Il volo è breve, neanche un’ora, mi pare di ricordare. La pista di terra è sporca. C’è vento – e quando mai non c’è da queste parti? – giù una scaletta di pochi gradini. Non penso a niente per non essere troppo arrabbiato. Già ho litigato con Lavigne la notte prima, tra le tende deserte del bivacco, per una questione di penalità e di regole che vanno e vengono a seconda dell’intensità con le quali sono interpretate. Non sono il solo a essere “contrariato”. Lui cerca di convincermi che sono decisioni legate al buon senso, io ribatto che non ci può essere buon senso se si toglie a uno per dare a un altro, ovvero che c’è un senso unico pericoloso. Chi riceve è contento, chi è costretto a dare non si darà pace. E non si può correre la Dakar con il dente avvelenato, con la rabbia dentro, è una distrazione che non si può controllare.
Scendo la scaletta, la polvere si dirada. Vedo Mimì, amica del cuore e giornalista numero 1. Lì per lì ritrovo il buonumore, mi viene quasi da ridere. Mi sembra quasi la messinscena di un comitato di ricevimento. Stai a vedere che Mimi e mi mette una corona di fiori attorno al collo mi porta da mangiare alla scaletta.
Si ferma tutto, anche il vento.
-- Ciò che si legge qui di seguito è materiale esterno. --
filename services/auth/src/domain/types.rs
use chrono::{DateTime, Utc};
use serde::{Deserialize, Serialize};
use uuid::Uuid;

use nhadat_domain::user::{UserStatus, UserType};

/// Marketplace account as seen by the auth service.
#[derive(Debug, Clone)]
pub struct User {
    pub id: Uuid,
    pub phone: Option<String>,
    pub email: Option<String>,
    /// `None` for OTP-only accounts.
    pub password_hash: Option<String>,
    pub full_name: Option<String>,
    pub status: UserStatus,
    pub phone_verified: bool,
    pub email_verified: bool,
    pub user_type: UserType,
    pub last_login_at: Option<DateTime<Utc>>,
    pub created_at: DateTime<Utc>,
    pub updated_at: DateTime<Utc>,
}

impl User {
    /// The channel an OTP sent to `identifier` proves ownership of.
    pub fn channel_for(&self, identifier: &str) -> Channel {
        if self.phone.as_deref() == Some(identifier) {
            Channel::Phone
        } else {
            Channel::Email
        }
    }

    pub fn is_active(&self) -> bool {
        self.status == UserStatus::Active
    }
}

/// Verifiable contact channel.
#[derive(Debug, Clone, Copy, PartialEq, Eq)]
pub enum Channel {
    Phone,
    Email,
}

/// Live one-time-password challenge, keyed by identifier (phone or e-mail).
#[derive(Debug, Clone, PartialEq, Eq, Serialize, Deserialize)]
pub struct OtpChallenge {
    pub identifier: String,
    pub code: String,
    pub expires_at: DateTime<Utc>,
    pub attempts: u32,
}

impl OtpChallenge {
    pub fn is_expired(&self, now: DateTime<Utc>) -> bool {
        now >= self.expires_at
    }

    /// Apply one guess. A wrong guess uses up an attempt. Stores call this
    /// while holding the challenge exclusively and keep it only when the
    /// outcome is [`OtpAttempt::Rejected`].
    pub fn attempt(&mut self, code: &str, now: DateTime<Utc>) -> OtpAttempt {
        if self.is_expired(now) {
            return OtpAttempt::Expired;
        }
        if self.attempts >= OTP_MAX_ATTEMPTS {
            return OtpAttempt::Exhausted;
        }
        if self.code == code {
            return OtpAttempt::Accepted;
        }
        self.attempts += 1;
        if self.attempts >= OTP_MAX_ATTEMPTS {
            OtpAttempt::Exhausted
        } else {
            OtpAttempt::Rejected {
                remaining: OTP_MAX_ATTEMPTS - self.attempts,
            }
        }
    }
}

/// Result of checking a code against the stored challenge.
#[derive(Debug, Clone, Copy, PartialEq, Eq)]
pub enum OtpAttempt {
    /// No challenge for the identifier.
    Missing,
    Expired,
    /// The limit was reached; the challenge is gone.
    Exhausted,
    /// Wrong code; the challenge stays with `remaining` guesses left.
    Rejected { remaining: u32 },
    /// Right code; the challenge is consumed.
    Accepted,
}

impl OtpAttempt {
    pub fn keeps_challenge(self) -> bool {
        matches!(self, Self::Rejected { .. })
    }
}

/// OTP challenge time-to-live in seconds.
pub const OTP_TTL_SECS: i64 = 300;

/// Wrong guesses allowed before a challenge is discarded.
pub const OTP_MAX_ATTEMPTS: u32 = 3;

/// Fixed code issued outside production.
pub const MOCK_OTP: &str = "123456";

/// Access-token lifetime in seconds (15 minutes).
pub const ACCESS_TOKEN_TTL_SECS: u64 = 15 * 60;

/// Refresh-token lifetime in seconds (30 days).
pub const REFRESH_TOKEN_TTL_SECS: u64 = 30 * 24 * 60 * 60;

/// bcrypt cost factor for stored passwords.
pub const BCRYPT_COST: u32 = 12;
pub mod listing_code_sequences;
pub mod listings;
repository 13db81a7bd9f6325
use sea_orm::Database;
use tracing::info;

use nhadat_listings::config::ListingsConfig;
use nhadat_listings::router::build_router;
use nhadat_listings::state::AppState;

#[tokio::main]
async fn main() {
    nhadat_core::tracing::init_tracing("nhadat_listings=info,tower_http=info");

    let config = ListingsConfig::from_env();

    let db = Database::connect(&config.database_url)
        .await
        .expect("failed to connect to database");

    let state = AppState {
        db,
        jwt_secret: config.jwt_secret,
    };

    let router = build_router(state);
    let addr = format!("0.0.0.0:{}", config.listings_port);
    let listener = tokio::net::TcpListener::bind(&addr)
        .await
        .expect("failed to bind");

    info!("listings service listening on {addr}");
    axum::serve(listener, router).await.expect("server error");
}
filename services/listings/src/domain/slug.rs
/// Map a Vietnamese letter to its unaccented lower-case ASCII base.
/// Other characters pass through unchanged.
fn fold_vietnamese(c: char) -> char {
    match c {
        'à' | 'á' | 'ạ' | 'ả' | 'ã' | 'â' | 'ầ' | 'ấ' | 'ậ' | 'ẩ' | 'ẫ' | 'ă' | 'ằ' | 'ắ' | 'ặ'
        | 'ẳ' | 'ẵ' | 'À' | 'Á' | 'Ạ' | 'Ả' | 'Ã' | 'Â' | 'Ầ' | 'Ấ' | 'Ậ' | 'Ẩ' | 'Ẫ' | 'Ă'
        | 'Ằ' | 'Ắ' | 'Ặ' | 'Ẳ' | 'Ẵ' => 'a',
        'è' | 'é' | 'ẹ' | 'ẻ' | 'ẽ' | 'ê' | 'ề' | 'ế' | 'ệ' | 'ể' | 'ễ' | 'È' | 'É' | 'Ẹ' | 'Ẻ'
        | 'Ẽ' | 'Ê' | 'Ề' | 'Ế' | 'Ệ' | 'Ể' | 'Ễ' => 'e',
        'ì' | 'í' | 'ị' | 'ỉ' | 'ĩ' | 'Ì' | 'Í' | 'Ị' | 'Ỉ' | 'Ĩ' => 'i',
        'ò' | 'ó' | 'ọ' | 'ỏ' | 'õ' | 'ô' | 'ồ' | 'ố' | 'ộ' | 'ổ' | 'ỗ' | 'ơ' | 'ờ' | 'ớ' | 'ợ'
        | 'ở' | 'ỡ' | 'Ò' | 'Ó' | 'Ọ' | 'Ỏ' | 'Õ' | 'Ô' | 'Ồ' | 'Ố' | 'Ộ' | 'Ổ' | 'Ỗ' | 'Ơ'
        | 'Ờ' | 'Ớ' | 'Ợ' | 'Ở' | 'Ỡ' => 'o',
        'ù' | 'ú' | 'ụ' | 'ủ' | 'ũ' | 'ư' | 'ừ' | 'ứ' | 'ự' | 'ử' | 'ữ' | 'Ù' | 'Ú' | 'Ụ' | 'Ủ'
        | 'Ũ' | 'Ư' | 'Ừ' | 'Ứ' | 'Ự' | 'Ử' | 'Ữ' => 'u',
        'ỳ' | 'ý' | 'ỵ' | 'ỷ' | 'ỹ' | 'Ỳ' | 'Ý' | 'Ỵ' | 'Ỷ' | 'Ỹ' => 'y',
        'đ' | 'Đ' => 'd',
        other => other,
    }
}

/// Slug used when a title has no usable characters.
const FALLBACK_SLUG: &str = "listing";

/// URL slug for `title`: diacritics folded, lower-case ASCII letters and digits
/// joined by single hyphens.
///
/// ```text
/// "Nhà phố hiện đại"  ->  "nha-pho-hien-dai"
/// ```
pub fn slugify(title: &str) -> String {
    let mut slug = String::with_capacity(title.len());
    for c in title.chars().map(fold_vietnamese).flat_map(char::to_lowercase) {
        if c.is_ascii_lowercase() || c.is_ascii_digit() {
            slug.push(c);
        } else if (c.is_whitespace() || c == '-') && !slug.ends_with('-') {
            slug.push('-');
        }
    }
    let slug = slug.trim_matches('-');
    if slug.is_empty() {
        FALLBACK_SLUG.to_owned()
    } else {
        slug.to_owned()
    }
}

/// The `n`-th alternative when `base` is taken: `base-1`, `base-2`, ...
pub fn with_suffix(base: &str, n: u32) -> String {
    format!("{base}-{n}")
}
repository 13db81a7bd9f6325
pub mod listing;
Anche Mimì che mi sta venendo incontro. È un momento surreale. Mimì è bianca come uno straccio, il viso tirato, glaciale, una maschera. Non so quanto ci metto a scendere quei tre scalini. Quando metto i piedi sulla polvere lei è davanti a me. Alza la testa, io mi chino. Mi guarda fisso, gli occhi bagnati, si avvicina a un orecchio.
“Fabrizio non è più qui!”
Accendo il satellitare. Suona in continuazione, tutto il mondo è lì dentro a chiedere spiegazioni. Rispondo a Federico. Lui l’ha visto partire al mattino. Non so se ci chiediamo se è vero o se tentiamo di convincerci che non lo è. Il mondo mi casca addosso. Per un momento ancor più rabbia. Inutile. Quando ci si arrabbia per una buona ragione bisognerebbe andare fino in fondo, spaccare il mondo. Fermarlo se necessario, fermare la tappa, raddrizzarlo.
11 Gennaio 2005. Atar-Kiffa. Chilometro 184. 18° 59’ 593 N, 13° 04’ 060 W
Sono passati 15 anni. Tre lustri. Volano, gli anni. E anche gli amici. Meoni non c’è più. Per anni ho pensato con un certo raccapriccio che ci si potesse pian piano dimenticare di lui, che finisse per sparire un’altra volta. Per un po’ mi è sembrato che andasse così, poi la memoria si è solidificata in qualcosa di nuovo. Forte. Non più lacrime e drammi. Ha ragione Elena: “Ora è sempre con noi. Nei nostri pensieri, ma non lo vediamo. Sono sicura che sta vicino a chi ha amato o gli è stato amico.”